#### [WHAT YOU NEED TO DO]
Filter the listing below, please, and copy only the lines with the word "PoolState".
BEGIN SOURCE INFORMATION
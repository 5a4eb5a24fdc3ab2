//! Buffer pool manager.

use parking_lot::Mutex;
use serde::{Deserialize, Serialize};
use std::collections::VecDeque;
use std::sync::Arc;

use shale_common::{FrameId, PageId, Result, ShaleError, HEADER_PAGE_ID, PAGE_SIZE};
use shale_disk::DiskManager;

use crate::frame::Frame;
use crate::page_table::ExtendibleHashTable;
use crate::replacer::{LruKReplacer, Replacer};

/// Entries per page-table bucket.
const PAGE_TABLE_BUCKET_SIZE: usize = 4;

/// Configuration for the buffer pool.
#[derive(Debug, Clone, Serialize, Deserialize)]
pub struct BufferPoolConfig {
    /// Number of frames in the pool.
    pub pool_size: usize,
    /// K parameter of the LRU-K replacement policy.
    pub replacer_k: usize,
}

impl Default for BufferPoolConfig {
    fn default() -> Self {
        Self {
            pool_size: 1024,
            replacer_k: 2,
        }
    }
}

/// Buffer pool manager.
///
/// Owns a fixed array of page frames, the page-id to frame-id table (an
/// extendible hash), a free list, the LRU-K replacer, and the disk manager.
/// All page I/O funnels through here: a page enters a frame on fetch or
/// creation, stays while pinned or evictable, is written back when dirty and
/// evicted, and leaves through deletion.
///
/// One pool mutex serialises every public operation for its whole duration.
/// The replacer and page table take their own latches underneath; the lock
/// order is always pool, then replacer or page table, so there are no cycles.
pub struct BufferPoolManager {
    frames: Vec<Frame>,
    page_table: ExtendibleHashTable<PageId, FrameId>,
    replacer: LruKReplacer,
    disk: Arc<DiskManager>,
    latch: Mutex<PoolState>,
}

struct PoolState {
    free_list: VecDeque<FrameId>,
    /// Monotonic page id allocator. In-memory only; id 0 is reserved for
    /// the index header page.
    next_page_id: PageId,
}

impl BufferPoolManager {
    /// Creates a new buffer pool over the given disk manager.
    ///
    /// The page id allocator resumes after the last page of the existing
    /// database file, so reopening a file never hands out colliding ids.
    pub fn new(config: BufferPoolConfig, disk: Arc<DiskManager>) -> Self {
        let pool_size = config.pool_size;
        let mut frames = Vec::with_capacity(pool_size);
        frames.resize_with(pool_size, Frame::new);

        let next_page_id = (disk.num_pages() as PageId).max(HEADER_PAGE_ID + 1);

        Self {
            frames,
            page_table: ExtendibleHashTable::new(PAGE_TABLE_BUCKET_SIZE),
            replacer: LruKReplacer::new(pool_size, config.replacer_k),
            disk,
            latch: Mutex::new(PoolState {
                free_list: (0..pool_size).collect(),
                next_page_id,
            }),
        }
    }

    /// Returns the number of frames in the pool.
    pub fn pool_size(&self) -> usize {
        self.frames.len()
    }

    /// Returns the number of frames that could hold a new page right now.
    pub fn free_frame_count(&self) -> usize {
        let state = self.latch.lock();
        state.free_list.len() + self.replacer.size()
    }

    /// Returns true if the page is resident.
    pub fn contains(&self, page_id: PageId) -> bool {
        self.page_table.find(&page_id).is_some()
    }

    /// Returns a page's pin count, or None if it is not resident.
    pub fn pin_count(&self, page_id: PageId) -> Option<u32> {
        let frame_id = self.page_table.find(&page_id)?;
        Some(self.frames[frame_id].pin_count())
    }

    /// Obtains a usable frame: from the free list, or by evicting a victim
    /// (writing it back first if dirty). The frame is returned reset.
    fn allocate_frame(&self, state: &mut PoolState) -> Result<FrameId> {
        if let Some(frame_id) = state.free_list.pop_front() {
            return Ok(frame_id);
        }

        let frame_id = self.replacer.evict().ok_or(ShaleError::BufferPoolFull)?;
        let frame = &self.frames[frame_id];
        debug_assert_eq!(frame.pin_count(), 0, "evicted a pinned frame");

        if let Some(old_page_id) = frame.page_id() {
            if frame.is_dirty() {
                log::debug!("evicting dirty page {}, writing back", old_page_id);
                let data = frame.read_data();
                self.disk.write_page(old_page_id, &data)?;
            }
            self.page_table.remove(&old_page_id);
        }

        frame.reset();
        Ok(frame_id)
    }

    /// Registers a freshly filled frame with the page table and replacer,
    /// pinned and non-evictable.
    fn register_frame(&self, page_id: PageId, frame_id: FrameId) {
        let frame = &self.frames[frame_id];
        frame.set_page_id(page_id);
        frame.set_dirty(false);
        frame.pin();

        self.page_table.insert(page_id, frame_id);
        self.replacer.record_access(frame_id);
        self.replacer.set_evictable(frame_id, false);
    }

    /// Allocates a brand-new zeroed page, pinned for writing.
    ///
    /// Fails with `BufferPoolFull` when the free list is empty and no frame
    /// is evictable.
    pub fn new_page(&self) -> Result<PageWriteGuard<'_>> {
        let mut state = self.latch.lock();

        let frame_id = self.allocate_frame(&mut state)?;
        let page_id = state.next_page_id;
        state.next_page_id += 1;

        self.register_frame(page_id, frame_id);

        Ok(PageWriteGuard {
            pool: self,
            page_id,
            frame: &self.frames[frame_id],
        })
    }

    fn fetch_frame(&self, page_id: PageId) -> Result<FrameId> {
        assert!(page_id >= 0, "fetch of invalid page id {}", page_id);
        let mut state = self.latch.lock();

        if let Some(frame_id) = self.page_table.find(&page_id) {
            self.frames[frame_id].pin();
            self.replacer.record_access(frame_id);
            self.replacer.set_evictable(frame_id, false);
            return Ok(frame_id);
        }

        let frame_id = self.allocate_frame(&mut state)?;
        {
            let frame = &self.frames[frame_id];
            let mut data = frame.write_data();
            self.disk.read_page(page_id, &mut data)?;
        }
        self.register_frame(page_id, frame_id);
        Ok(frame_id)
    }

    /// Fetches a page for reading, loading it from disk if necessary.
    pub fn fetch_page(&self, page_id: PageId) -> Result<PageReadGuard<'_>> {
        let frame_id = self.fetch_frame(page_id)?;
        Ok(PageReadGuard {
            pool: self,
            page_id,
            frame: &self.frames[frame_id],
        })
    }

    /// Fetches a page for writing, loading it from disk if necessary.
    pub fn fetch_page_mut(&self, page_id: PageId) -> Result<PageWriteGuard<'_>> {
        let frame_id = self.fetch_frame(page_id)?;
        Ok(PageWriteGuard {
            pool: self,
            page_id,
            frame: &self.frames[frame_id],
        })
    }

    /// Drops one pin on a page, optionally marking it dirty.
    ///
    /// Dirtiness is sticky: once set it survives until a flush. Returns
    /// false if the page is not resident or was not pinned.
    pub fn unpin_page(&self, page_id: PageId, is_dirty: bool) -> bool {
        let _state = self.latch.lock();

        let Some(frame_id) = self.page_table.find(&page_id) else {
            return false;
        };
        let frame = &self.frames[frame_id];
        if frame.pin_count() == 0 {
            return false;
        }

        if is_dirty {
            frame.set_dirty(true);
        }
        if frame.unpin() == 0 {
            self.replacer.set_evictable(frame_id, true);
        }
        true
    }

    /// Writes a page through to disk and clears its dirty bit.
    ///
    /// The pin count is irrelevant; flushing a pinned page is legal. Fails
    /// with `PageNotFound` if the page is not resident.
    pub fn flush_page(&self, page_id: PageId) -> Result<()> {
        let _state = self.latch.lock();

        let Some(frame_id) = self.page_table.find(&page_id) else {
            return Err(ShaleError::PageNotFound { page_id });
        };
        let frame = &self.frames[frame_id];
        {
            let data = frame.read_data();
            self.disk.write_page(page_id, &data)?;
        }
        frame.set_dirty(false);
        Ok(())
    }

    /// Writes every resident page to disk and clears its dirty bit.
    ///
    /// Frames holding no page are skipped.
    pub fn flush_all_pages(&self) -> Result<()> {
        let _state = self.latch.lock();

        for frame in &self.frames {
            let Some(page_id) = frame.page_id() else {
                continue;
            };
            {
                let data = frame.read_data();
                self.disk.write_page(page_id, &data)?;
            }
            frame.set_dirty(false);
        }
        Ok(())
    }

    /// Removes a page from the pool, returning its frame to the free list.
    ///
    /// Deleting a page that is not resident is a no-op. Fails with
    /// `PagePinned` if the page is still in use.
    pub fn delete_page(&self, page_id: PageId) -> Result<()> {
        let mut state = self.latch.lock();

        let Some(frame_id) = self.page_table.find(&page_id) else {
            return Ok(());
        };
        let frame = &self.frames[frame_id];
        if frame.pin_count() != 0 {
            return Err(ShaleError::PagePinned { page_id });
        }

        self.page_table.remove(&page_id);
        self.replacer.remove(frame_id);
        frame.reset();
        state.free_list.push_back(frame_id);
        self.disk.deallocate_page(page_id);
        Ok(())
    }
}

impl std::fmt::Debug for BufferPoolManager {
    fn fmt(&self, f: &mut std::fmt::Formatter<'_>) -> std::fmt::Result {
        f.debug_struct("BufferPoolManager")
            .field("pool_size", &self.frames.len())
            .field("free_frames", &self.free_frame_count())
            .finish()
    }
}

/// RAII read guard for a page. Holds one pin, released on drop.
pub struct PageReadGuard<'a> {
    pool: &'a BufferPoolManager,
    page_id: PageId,
    frame: &'a Frame,
}

impl PageReadGuard<'_> {
    /// Returns the page id.
    pub fn page_id(&self) -> PageId {
        self.page_id
    }

    /// Returns the page data.
    pub fn data(&self) -> parking_lot::RwLockReadGuard<'_, Box<[u8; PAGE_SIZE]>> {
        self.frame.read_data()
    }
}

impl Drop for PageReadGuard<'_> {
    fn drop(&mut self) {
        self.pool.unpin_page(self.page_id, false);
    }
}

/// RAII write guard for a page. Holds one pin, released on drop; the drop
/// reports the frame's dirty state back to the pool.
pub struct PageWriteGuard<'a> {
    pool: &'a BufferPoolManager,
    page_id: PageId,
    frame: &'a Frame,
}

impl PageWriteGuard<'_> {
    /// Returns the page id.
    pub fn page_id(&self) -> PageId {
        self.page_id
    }

    /// Returns the page data.
    pub fn data(&self) -> parking_lot::RwLockReadGuard<'_, Box<[u8; PAGE_SIZE]>> {
        self.frame.read_data()
    }

    /// Returns mutable access to the page data.
    pub fn data_mut(&self) -> parking_lot::RwLockWriteGuard<'_, Box<[u8; PAGE_SIZE]>> {
        self.frame.write_data()
    }

    /// Marks the page dirty so eviction and drop write it back.
    pub fn mark_dirty(&self) {
        self.frame.set_dirty(true);
    }
}

impl Drop for PageWriteGuard<'_> {
    fn drop(&mut self) {
        self.pool.unpin_page(self.page_id, self.frame.is_dirty());
    }
}
//! Command-line argument parsing.

use crate::router::Route;

/// Parsed CLI command to execute.
#[derive(Debug, Clone, PartialEq)]
pub enum CliCommand {
    /// Show version information
    Version,
    /// Show usage
    Help,
    /// Forget the persisted session and exit
    Logout,
    /// Run the TUI, optionally starting on a route such as `/perfil/octocat`
    Run { initial_route: Option<Route> },
}

/// Parse command-line arguments and return the appropriate command.
///
/// Flags win over a route. Of several routes the last one is used;
/// unknown flags are ignored.
///
/// # Examples
///
/// ```
/// use hubdeck::cli::args::{parse_args, CliCommand};
///
/// let args = vec!["hubdeck".to_string(), "--version".to_string()];
/// assert_eq!(parse_args(args.into_iter()), CliCommand::Version);
/// ```
pub fn parse_args<I>(args: I) -> CliCommand
where
    I: Iterator<Item = String>,
{
    let mut initial_route = None;
    for arg in args.skip(1) {
        match arg.as_str() {
            "--version" | "-V" => return CliCommand::Version,
            "--help" | "-h" => return CliCommand::Help,
            "--logout" => return CliCommand::Logout,
            path if path.starts_with('/') => initial_route = Some(Route::parse(path)),
            other => tracing::debug!("Ignoring argument {:?}", other),
        }
    }
    CliCommand::Run { initial_route }
}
END SOURCE INFORMATION
#### [PROBLEM SOLUTION]
    latch: Mutex<PoolState>,
struct PoolState {
            latch: Mutex::new(PoolState {
    fn allocate_frame(&self, state: &mut PoolState) -> Result<FrameId> {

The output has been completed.